Prof Wilson’s theory also factors in the subject that the student is studying (not all universities offer all subjects, and some are most are strong in certain subjects and weak in others), and their attainment at school (i.e. they might really want to study Maths at Oxford, and be at a school very near by, but if they get a D in Maths at A-Level, they aren’t going to be able to do that.)
Universities also come in two types – “recruiting”, where there are more places than students genuinely intending studying there, and “selective”, where there are more prospective students than places. One interesting effect of the recent economic downturn is the massive increase in people applying for university in 2009-10 – UCL saw a 12% increase for undergraduate courses, for example. This has had the effect of making more universities selective.

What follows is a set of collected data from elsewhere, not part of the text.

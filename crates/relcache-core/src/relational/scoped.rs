//! One table per scope.
//!
//! A scope registers once and stays registered for the life of the cache:
//! - explicit configs are registered and their tables created at build time;
//! - existing tables not claimed by a config are discovered and registered
//!   under their own name;
//! - an unseen scope is passed to the scope factory, if one is set.

use super::engine::RelationalEngine;
use super::store::{Addressing, RelationalStore};
use super::table::TableConfig;
use crate::config::StoreOptions;
use crate::error::{CacheError, Result};
use crate::value::{Key, Value};
use indexmap::IndexMap;
use std::collections::HashMap;
use std::fmt;
use std::path::Path;
use std::sync::Arc;
use tracing::{info, warn};

/// Produces the config of an unseen scope.
pub type ScopeFactory = Box<dyn FnMut(&str) -> Result<TableConfig> + Send>;

/// Scope to table bookkeeping.
pub struct ScopeRegistry {
    scopes: IndexMap<String, Arc<TableConfig>>,
    /// table name -> scope name
    tables: HashMap<String, String>,
    factory: Option<ScopeFactory>,
}

impl fmt::Debug for ScopeRegistry {
    fn fmt(&self, f: &mut fmt::Formatter<'_>) -> fmt::Result {
        f.debug_struct("ScopeRegistry")
            .field("scopes", &self.scopes.keys().collect::<Vec<_>>())
            .field("factory", &self.factory.is_some())
            .finish()
    }
}

/// Cache with one table per scope.
pub type RelationalCache = RelationalStore<ScopeRegistry>;

impl ScopeRegistry {
    fn new(factory: Option<ScopeFactory>) -> Self {
        Self {
            scopes: IndexMap::new(),
            tables: HashMap::new(),
            factory,
        }
    }

    /// Config of a registered scope.
    pub fn get(&self, scope: &str) -> Option<&TableConfig> {
        self.scopes.get(scope).map(Arc::as_ref)
    }

    pub fn contains(&self, scope: &str) -> bool {
        self.scopes.contains_key(scope)
    }

    /// Registered scope names, in registration order.
    pub fn scope_names(&self) -> impl Iterator<Item = &str> {
        self.scopes.keys().map(String::as_str)
    }

    fn check_new(&self, config: &TableConfig) -> Result<()> {
        if self.scopes.contains_key(config.scope()) {
            return Err(CacheError::DuplicateScope {
                scope: config.scope().to_string(),
            });
        }
        if self.tables.contains_key(config.table()) {
            return Err(CacheError::DuplicateTable {
                table: config.table().to_string(),
            });
        }
        Ok(())
    }

    fn register(&mut self, config: TableConfig) -> Result<Arc<TableConfig>> {
        self.check_new(&config)?;
        let config = Arc::new(config);
        self.tables
            .insert(config.table().to_string(), config.scope().to_string());
        self.scopes
            .insert(config.scope().to_string(), Arc::clone(&config));
        Ok(config)
    }

    /// Register every table not yet bound to a scope or claimed by a config.
    fn discover(&mut self, engine: &mut RelationalEngine) -> Result<()> {
        for table in engine.list_tables()? {
            if self.tables.contains_key(&table) || self.scopes.contains_key(&table) {
                continue;
            }
            let unique = engine.list_unique_columns(&table)?;
            if unique.is_empty() {
                warn!("Skipping table {} without a primary key", table);
                continue;
            }
            let columns: Vec<String> = engine
                .list_columns(&table)?
                .into_iter()
                .map(|c| c.name)
                .collect();
            let config = TableConfig::new(table.as_str(), unique, columns)?;
            info!(
                "Discovered scope {} ({} unique, {} data columns)",
                table,
                config.unique_columns().len(),
                config.data_columns().len()
            );
            self.register(config)?;
        }
        Ok(())
    }

    fn lookup(&mut self, engine: &mut RelationalEngine, scope: &str) -> Result<Arc<TableConfig>> {
        if let Some(config) = self.scopes.get(scope) {
            return Ok(Arc::clone(config));
        }

        let factory = self
            .factory
            .as_mut()
            .ok_or_else(|| CacheError::ScopeNotAllowed {
                scope: scope.to_string(),
            })?;
        let config = factory(scope)?;
        if config.scope() != scope {
            return Err(CacheError::ScopeConflict {
                requested: scope.to_string(),
                configured: config.scope().to_string(),
            });
        }
        self.check_new(&config)?;
        engine.create_tables(&[&config])?;
        info!("Registered new scope {} (table {})", scope, config.table());
        self.register(config)
    }
}

fn scope_name(scope: Option<&Key>) -> Result<String> {
    let scope = scope.ok_or(CacheError::MissingArgument("scope"))?;
    if *scope == Key::Single(Value::Null) {
        return Err(CacheError::MissingArgument("scope"));
    }
    scope
        .as_name()
        .ok_or_else(|| CacheError::invalid_value(format!("scope must be a name, got {}", scope)))
}

impl Addressing for ScopeRegistry {
    fn resolve(
        &mut self,
        engine: &mut RelationalEngine,
        key: &Key,
        scope: Option<&Key>,
    ) -> Result<(Arc<TableConfig>, Vec<Value>)> {
        let scope = scope_name(scope)?;
        let config = self.lookup(engine, &scope)?;
        let key = key.to_tuple(config.unique_columns().len(), "key")?;
        Ok((config, key))
    }

    fn scopes(&mut self, _engine: &mut RelationalEngine) -> Result<Vec<Key>> {
        Ok(self.scopes.keys().map(|s| Key::from(s.as_str())).collect())
    }

    fn keys(&mut self, engine: &mut RelationalEngine, scope: Option<&Key>) -> Result<Vec<Key>> {
        let scope = scope_name(scope)?;
        let config = self.lookup(engine, &scope)?;
        let rows = engine.select_rows(&config, None, config.unique_columns(), false)?;
        Ok(rows.into_iter().map(Key::from_tuple).collect())
    }

    fn clear_scope(&mut self, engine: &mut RelationalEngine, scope: &Key) -> Result<()> {
        let scope = scope_name(Some(scope))?;
        let config = self.lookup(engine, &scope)?;
        engine.delete_rows(None, &config)
    }
}

/// Builder for [`RelationalCache`].
pub struct RelationalCacheBuilder {
    configs: Vec<TableConfig>,
    factory: Option<ScopeFactory>,
    options: StoreOptions,
}

impl Default for RelationalCacheBuilder {
    fn default() -> Self {
        Self::new()
    }
}

impl RelationalCacheBuilder {
    pub fn new() -> Self {
        Self {
            configs: Vec::new(),
            factory: None,
            options: StoreOptions::default(),
        }
    }

    /// Store options. `allow_new_scopes` installs a factory for
    /// default `id`/`data` tables unless one is set explicitly.
    pub fn options(mut self, options: StoreOptions) -> Self {
        self.options = options;
        self
    }

    /// Register a scope and create its table at build time.
    pub fn scope(mut self, config: TableConfig) -> Self {
        self.configs.push(config);
        self
    }

    pub fn scopes(mut self, configs: impl IntoIterator<Item = TableConfig>) -> Self {
        self.configs.extend(configs);
        self
    }

    /// Callback creating the config of an unseen scope.
    ///
    /// Default: none, unseen scopes are rejected
    pub fn scope_factory<F>(mut self, factory: F) -> Self
    where
        F: FnMut(&str) -> Result<TableConfig> + Send + 'static,
    {
        self.factory = Some(Box::new(factory));
        self
    }

    /// Register existing tables as scopes.
    ///
    /// Default: true
    pub fn discover_tables(mut self, enabled: bool) -> Self {
        self.options.discover_tables = enabled;
        self
    }

    /// Register everything on an engine.
    ///
    /// Duplicate scopes or tables fail before any SQL runs.
    pub fn build(self, mut engine: RelationalEngine) -> Result<RelationalCache> {
        let factory = match self.factory {
            Some(factory) => Some(factory),
            None if self.options.allow_new_scopes => {
                Some(Box::new(|scope: &str| TableConfig::builder(scope).build()) as ScopeFactory)
            }
            None => None,
        };

        let mut registry = ScopeRegistry::new(factory);
        for config in self.configs {
            registry.register(config)?;
        }

        let configs: Vec<&TableConfig> = registry.scopes.values().map(Arc::as_ref).collect();
        engine.create_tables(&configs)?;
        for config in &configs {
            info!("Registered scope {} (table {})", config.scope(), config.table());
        }

        if self.options.discover_tables {
            registry.discover(&mut engine)?;
        }

        Ok(RelationalStore::from_parts(engine, registry))
    }

    /// Open a SQLite database with the builder's options and build on it.
    pub fn open_sqlite(self, path: impl AsRef<Path>) -> Result<RelationalCache> {
        let engine = RelationalEngine::open_sqlite(path, &self.options)?;
        self.build(engine)
    }
}

impl RelationalStore<ScopeRegistry> {
    pub fn builder() -> RelationalCacheBuilder {
        RelationalCacheBuilder::new()
    }

    /// Open a SQLite database, discovering its tables as scopes.
    pub fn open_sqlite(path: impl AsRef<Path>) -> Result<Self> {
        Self::builder().open_sqlite(path)
    }

    /// Registered scope names without touching the database.
    pub fn registered_scopes(&self) -> Vec<&str> {
        self.addressing().scope_names().collect()
    }
}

In order to consider two types in the same model, it was necessary to develop what is known as a “partially constrained” SIM. The details are for a future article, but, put simply, an iterative approach, assigning students to a university and then reassigning the weakest for over-capacity universities, is taken.

I built a GUI in Java – it’s the language I’m most comfortable with for “proper” programming – to quickly visualise the results and compare them with real-life flows. Here’s a bit of it:

simpredicted

This shows the perhaps not very surprising prediction that BIRM7s (multi-cultural school students living in Birmingham) are pretty likely to also go to university in Birmingham (AST = Aston, BCU = Birmingham City University, BIR = University of Birmingham), rather than elsewhere in the country.

When compared with the actual flows:
simactual
…the model under-predicts the flow to Birmingham City University, possibly because BCU’s desirability amongst this demographic group is mis-calibrated. Further-education students are also not present in the predicted model, but are included in the actual flows, so the two are not, as presented, normalised.

The model needs to be developed further before it can be presented formally. In particular, attainment is almost certainly a necessary component.